Assignment: Your task is to output the entries below word for word.

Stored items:
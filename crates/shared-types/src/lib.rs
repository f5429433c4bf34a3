//! # Shared Types Crate
//!
//! This crate contains the domain entities and error types shared across
//! the Diamond Arena service crates.
//!
//! ## Design Principles
//!
//! - **Single Source of Truth**: All cross-crate types are defined here.
//! - **Wire Fidelity**: Serde renames match the camelCase field names of the
//!   hosted store tree (`referCode`, `greenDiamondBalance`, `joinedAt`, ...),
//!   so a struct round-trips against production data unchanged.

pub mod entities;
pub mod errors;

pub use entities::*;
pub use errors::*;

Finished exercise:
filename crates/shared-types/src/lib.rs
repository f5429433c4bf34a3
//! # Shared Types Crate
//!
//! This crate contains the domain entities and error types shared across
//! the Diamond Arena service crates.
//!
//! ## Design Principles
//!
//! - **Single Source of Truth**: All cross-crate types are defined here.
//! - **Wire Fidelity**: Serde renames match the camelCase field names of the
//!   hosted store tree (`referCode`, `greenDiamondBalance`, `joinedAt`, ...),
//!   so a struct round-trips against production data unchanged.

pub mod entities;
pub mod errors;

pub use entities::*;
pub use errors::*;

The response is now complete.